As volcanic stratigraphy provides important information about volcanic activities, such as the eruption style, duration, magnitude, and their time sequences, its observation and description are fundamental tasks for volcanologists. Since outcrops are often obscured in nature, the first task would be identifying stratigraphic exposures in many cases. This identification/selection process has depended on humans and has difficulties in terms of time and effort consumption and in biases resulting from expertise levels. To address this issue, we present an approach that utilizes supervised machine learning with fine-tuning and forms the backbone to automatically extract the areas of stratigraphic exposures in visible images of volcanic outcrops. This study aimed to develop an automated method for identifying exposed stratigraphy. This method will aid in planning subsequent field investigations and quickly outputting results. We used U-Net and LinkNet, convolutional neural network architectures developed for image segmentation. Our dataset comprised 75 terrestrial outcrop images and their corresponding images with manually masked stratigraphic exposure areas. Aiming to recognize stratigraphic exposures in various situations, the original images include unnecessary objects such as sky and vegetation. Then, we compared 27 models with varying network architectures, hyperparameters, and training techniques. The highest validation accuracy was obtained by the model trained using the U-Net, fine-tuning, and ResNet50 backbone. Some of our trained U-Net and LinkNet models successfully excluded the sky and had difficulties in excluding vegetation, artifacts, and talus.

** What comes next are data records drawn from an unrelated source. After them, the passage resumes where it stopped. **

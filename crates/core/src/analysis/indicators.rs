//! Simplified technical indicators over a closing-price series.
//!
//! These are deliberately cheap heuristics: the "EMA" legs of MACD are plain
//! averages and RSI is a single backward-window ratio without smoothing.

use crate::domain::Trend;
use serde::Serialize;

/// Below this many valid closes no indicators are produced.
pub const MIN_POINTS: usize = 10;
pub const DEFAULT_VOLATILITY: f64 = 0.02;
pub const DEFAULT_RSI: f64 = 50.0;

const SMA_SHORT_WINDOW: usize = 5;
const SMA_MEDIUM_WINDOW: usize = 10;
const RSI_LOOKBACK: usize = 14;
const MACD_FAST_WINDOW: usize = 12;
const MACD_SLOW_WINDOW: usize = 26;

/// Indicator values for one series. Every field is absent when the series was
/// too short; use the `*_or_default` accessors downstream.
#[derive(Debug, Clone, Copy, Default, PartialEq, Serialize)]
pub struct IndicatorSet {
    #[serde(skip_serializing_if = "Option::is_none")]
    pub sma_short: Option<f64>,
    #[serde(skip_serializing_if = "Option::is_none")]
    pub sma_medium: Option<f64>,
    #[serde(skip_serializing_if = "Option::is_none")]
    pub rsi: Option<f64>,
    #[serde(skip_serializing_if = "Option::is_none")]
    pub macd: Option<f64>,
}

impl IndicatorSet {
    pub fn is_empty(&self) -> bool {
        self.sma_short.is_none()
            && self.sma_medium.is_none()
            && self.rsi.is_none()
            && self.macd.is_none()
    }

    pub fn sma_short_or_default(&self) -> f64 {
        self.sma_short.unwrap_or(0.0)
    }

    pub fn sma_medium_or_default(&self) -> f64 {
        self.sma_medium.unwrap_or(0.0)
    }

    pub fn rsi_or_default(&self) -> f64 {
        self.rsi.unwrap_or(DEFAULT_RSI)
    }

    pub fn macd_or_default(&self) -> f64 {
        self.macd.unwrap_or(0.0)
    }
}

/// Drops missing and non-finite closes, keeping order.
pub fn valid_closes(raw: &[Option<f64>]) -> Vec<f64> {
    raw.iter()
        .filter_map(|p| *p)
        .filter(|p| p.is_finite())
        .collect()
}

/// Computes the indicator set from already-filtered closes (oldest first).
pub fn compute(closes: &[f64]) -> IndicatorSet {
    if closes.len() < MIN_POINTS {
        return IndicatorSet::default();
    }

    IndicatorSet {
        sma_short: Some(mean_of_last(closes, SMA_SHORT_WINDOW)),
        sma_medium: Some(mean_of_last(closes, SMA_MEDIUM_WINDOW)),
        rsi: Some(rsi(closes)),
        macd: Some(macd(closes)),
    }
}

/// Mean of the last `window` values, or of all of them when fewer exist.
fn mean_of_last(closes: &[f64], window: usize) -> f64 {
    let tail = &closes[closes.len().saturating_sub(window)..];
    if tail.is_empty() {
        return 0.0;
    }
    tail.iter().sum::<f64>() / tail.len() as f64
}

/// Walks backward from the newest close over at most `RSI_LOOKBACK - 1`
/// deltas, summing gains and losses.
pub fn rsi(closes: &[f64]) -> f64 {
    let n = closes.len();
    let mut gains = 0.0;
    let mut losses = 0.0;
    for i in 1..RSI_LOOKBACK.min(n) {
        let diff = closes[n - i] - closes[n - i - 1];
        if diff > 0.0 {
            gains += diff;
        } else {
            losses -= diff;
        }
    }

    if gains + losses <= 0.0 {
        return DEFAULT_RSI;
    }
    let ratio = if losses > 0.0 { gains / losses } else { 100.0 };
    100.0 - (100.0 / (1.0 + ratio))
}

/// Difference of a 12- and 26-close simple average. A leg with too little
/// history collapses to the newest close.
pub fn macd(closes: &[f64]) -> f64 {
    let Some(&last) = closes.last() else {
        return 0.0;
    };
    let leg = |window: usize| {
        if closes.len() >= window {
            mean_of_last(closes, window)
        } else {
            last
        }
    };
    leg(MACD_FAST_WINDOW) - leg(MACD_SLOW_WINDOW)
}

/// Mean absolute relative change between consecutive closes. Pairs whose
/// prior close is not positive are skipped.
pub fn volatility(closes: &[f64]) -> f64 {
    if closes.len() < 2 {
        return DEFAULT_VOLATILITY;
    }

    let changes: Vec<f64> = closes
        .windows(2)
        .filter(|w| w[0] > 0.0)
        .map(|w| ((w[1] - w[0]) / w[0]).abs())
        .collect();

    if changes.is_empty() {
        return DEFAULT_VOLATILITY;
    }
    changes.iter().sum::<f64>() / changes.len() as f64
}

/// First vs last close.
pub fn trend(closes: &[f64]) -> Trend {
    match (closes.first(), closes.last()) {
        (Some(first), Some(last)) if closes.len() >= 2 => {
            if last > first {
                Trend::Bullish
            } else if last < first {
                Trend::Bearish
            } else {
                Trend::Neutral
            }
        }
        _ => Trend::Neutral,
    }
}
//! Provider response schemas. Every nested field is optional; accessors
//! return a documented default instead of failing.

use serde::Deserialize;

pub const DEFAULT_CURRENCY: &str = "USD";

// ---- chart: chart.result[0].{meta, timestamp, indicators.quote[0].close} ----

#[derive(Debug, Clone, Default, Deserialize)]
#[serde(default)]
pub struct ChartResponse {
    pub chart: Option<ChartBody>,
}

#[derive(Debug, Clone, Default, Deserialize)]
#[serde(default)]
pub struct ChartBody {
    pub result: Option<Vec<ChartResult>>,
    pub error: Option<serde_json::Value>,
}

#[derive(Debug, Clone, Default, Deserialize)]
#[serde(default)]
pub struct ChartResult {
    pub meta: Option<ChartMeta>,
    pub timestamp: Option<Vec<Option<i64>>>,
    pub indicators: Option<ChartIndicators>,
}

#[derive(Debug, Clone, Default, Deserialize)]
#[serde(default, rename_all = "camelCase")]
pub struct ChartMeta {
    pub regular_market_price: Option<f64>,
    pub currency: Option<String>,
}

#[derive(Debug, Clone, Default, Deserialize)]
#[serde(default)]
pub struct ChartIndicators {
    pub quote: Option<Vec<QuoteArrays>>,
}

#[derive(Debug, Clone, Default, Deserialize)]
#[serde(default)]
pub struct QuoteArrays {
    pub close: Option<Vec<Option<f64>>>,
}

impl ChartResponse {
    /// First chart result, if any.
    pub fn first_result(&self) -> Option<&ChartResult> {
        self.chart.as_ref()?.result.as_ref()?.first()
    }

    /// Provider-side error description (`chart.error`), if it reported one.
    pub fn error_description(&self) -> Option<String> {
        let err = self.chart.as_ref()?.error.as_ref()?;
        if err.is_null() {
            return None;
        }
        Some(
            err.get("description")
                .and_then(|d| d.as_str())
                .map(str::to_string)
                .unwrap_or_else(|| err.to_string()),
        )
    }
}

impl ChartResult {
    pub fn regular_market_price(&self) -> Option<f64> {
        self.meta.as_ref()?.regular_market_price
    }

    /// Defaults to USD.
    pub fn currency(&self) -> String {
        self.meta
            .as_ref()
            .and_then(|m| m.currency.as_deref())
            .filter(|c| !c.trim().is_empty())
            .unwrap_or(DEFAULT_CURRENCY)
            .to_string()
    }

    /// Epoch seconds; empty when absent.
    pub fn timestamps(&self) -> &[Option<i64>] {
        self.timestamp.as_deref().unwrap_or(&[])
    }

    /// Closing prices with provider gaps kept as `None`; empty when absent.
    pub fn closes(&self) -> &[Option<f64>] {
        self.indicators
            .as_ref()
            .and_then(|i| i.quote.as_ref())
            .and_then(|q| q.first())
            .and_then(|q| q.close.as_deref())
            .unwrap_or(&[])
    }
}

// ---- insights: finance.result.instrumentInfo.{technicalEvents, keyTechnicals} ----

#[derive(Debug, Clone, Default, Deserialize)]
#[serde(default)]
pub struct InsightsResponse {
    pub finance: Option<FinanceBody>,
}

#[derive(Debug, Clone, Default, Deserialize)]
#[serde(default)]
pub struct FinanceBody {
    pub result: Option<InsightsResult>,
}

#[derive(Debug, Clone, Default, Deserialize)]
#[serde(default, rename_all = "camelCase")]
pub struct InsightsResult {
    pub instrument_info: Option<InstrumentInfo>,
}

#[derive(Debug, Clone, Default, Deserialize)]
#[serde(default, rename_all = "camelCase")]
pub struct InstrumentInfo {
    pub technical_events: Option<TechnicalEvents>,
    pub key_technicals: Option<KeyTechnicals>,
}

#[derive(Debug, Clone, Default, Deserialize)]
#[serde(default, rename_all = "camelCase")]
pub struct TechnicalEvents {
    pub short_term_outlook: Option<OutlookEntry>,
}

#[derive(Debug, Clone, Default, Deserialize)]
#[serde(default)]
pub struct OutlookEntry {
    pub direction: Option<String>,
}

#[derive(Debug, Clone, Default, Deserialize)]
#[serde(default)]
pub struct KeyTechnicals {
    pub support: Option<f64>,
    pub resistance: Option<f64>,
}

impl InsightsResponse {
    fn instrument_info(&self) -> Option<&InstrumentInfo> {
        self.finance.as_ref()?.result.as_ref()?.instrument_info.as_ref()
    }

    pub fn short_term_direction(&self) -> Option<&str> {
        self.instrument_info()?
            .technical_events
            .as_ref()?
            .short_term_outlook
            .as_ref()?
            .direction
            .as_deref()
    }

    pub fn support(&self) -> Option<f64> {
        self.instrument_info()?
            .key_technicals
            .as_ref()?
            .support
            .filter(|v| v.is_finite())
    }

    pub fn resistance(&self) -> Option<f64> {
        self.instrument_info()?
            .key_technicals
            .as_ref()?
            .resistance
            .filter(|v| v.is_finite())
    }
}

Further surveys of reasonable training settings and network structures for obtaining higher prediction fidelities in lower time and effort costs are necessary. In this study, we demonstrated the usability of image segmentation algorithms in the observation and description of geological outcrops, which are often challenging for non-experts. Such approaches can contribute to passing accumulated knowledge on to future generations. The autonomous detection of stratigraphic exposures could enhance the output from the vast collection of remote sensing images obtained not only on Earth but also on other planetary bodies, such as Mars.